ABVD regimen in the treatment of Hodgkin's lymphoma

The Polish Gdansk Medical University Zaucha et al. reported an observational study by the Polish Lymphoma Research Group (PLRG) that after 2 cycles of ABVD chemotherapy, PET examination (iPET2) can identify effective treatment, which is an evaluation of classic Hodgkin The best way to treat lymphoma (cHL) ABVD. In addition, PET examination (iPET1) after one cycle of ABVD treatment can identify the rapid onset of the best curative effect, and can be used to guide the early de-escalation treatment of patients with early and advanced HL. (Ann Oncol. Online version September 18, 2017)

iPET2 can be used to predict the treatment outcome of cHL. In order to verify whether earlier chemotherapy evaluation can improve the accuracy of prediction, evaluate the predictive value (PV) of iPET1 and the response kinetics of subsequent PET scan evaluations. This is a prospective, multi-center, An observational study enrolled patients with newly treated cHL, improved the iPET1 examination, and divided the PET test results into negative (DS 1~3 points) and positive (DS 4~5 points) based on the Deauville score (DS). Patients with iPET1 DS 3~5 should complete iPET2.

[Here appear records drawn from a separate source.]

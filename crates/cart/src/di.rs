use crate::{
    abstract_trait::DynCartApiClient,
    api_client::CartApiClient,
    service::{CartSyncService, CartSyncServiceDeps},
};
use anyhow::{Context, Result};
use prometheus_client::registry::Registry;
use shared::{config::Config, events::EventBus, http::HttpClient};
use std::{fmt, sync::Arc, time::Duration};

#[derive(Clone)]
pub struct DependenciesInject {
    pub cart_sync: CartSyncService,
}

impl fmt::Debug for DependenciesInject {
    fn fmt(&self, f: &mut fmt::Formatter<'_>) -> fmt::Result {
        f.debug_struct("DependenciesInject")
            .field("cart_sync", &"CartSyncService")
            .finish()
    }
}

#[derive(Clone)]
pub struct DependenciesInjectDeps {
    pub config: Config,
    pub bus: EventBus,
}

impl DependenciesInject {
    pub fn new(deps: DependenciesInjectDeps, registry: &mut Registry) -> Result<Self> {
        let DependenciesInjectDeps { config, bus } = deps;

        let http = HttpClient::new(
            config.cart_service_url.clone(),
            Duration::from_secs(config.http_timeout_secs),
        )
        .context("failed to build cart service HTTP client")?;

        let client: DynCartApiClient = Arc::new(CartApiClient::new(http));

        let cart_sync = CartSyncService::new(CartSyncServiceDeps { client, bus }, registry)
            .context("failed initialize cart sync service")?;

        Ok(Self { cart_sync })
    }
}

The results showed that a total of 106 early (Ⅰ~ⅡA) patients and 204 advanced (ⅡB~IV) patients were enrolled. Among early patients, 87 (82%) were iPET1 negative and 19 were iPET1 positive; among advanced patients, 133 (65%) were iPET1 negative and 71 (35%) were iPET1 positive. 24 patients were excluded from the efficacy analysis due to treatment upgrades.

With a median follow-up of 38.2 months (3.2-90.2 months), 9 (9%) early patients and 43 (23%) advanced patients had progression-free survival events. At the 36th month, the negative predictive value and positive predictive value of iPET1 were 94% and 41% in early patients, and 84% and 43% in advanced patients, respectively.

198 patients received iPET1 and iPET2, which can be used to assess the kinetics of PET response. 116 cases of iPET1 and iPET2 negative patients were rapid onset; of 82 iPET1 positive patients, 41 cases became iPET2 negative, which was slow onset; 41 iPET2 positive cases were ineffective; three types of patients were 36 months old The progression-free survival rates were 88%, 79%, and 34%, respectively.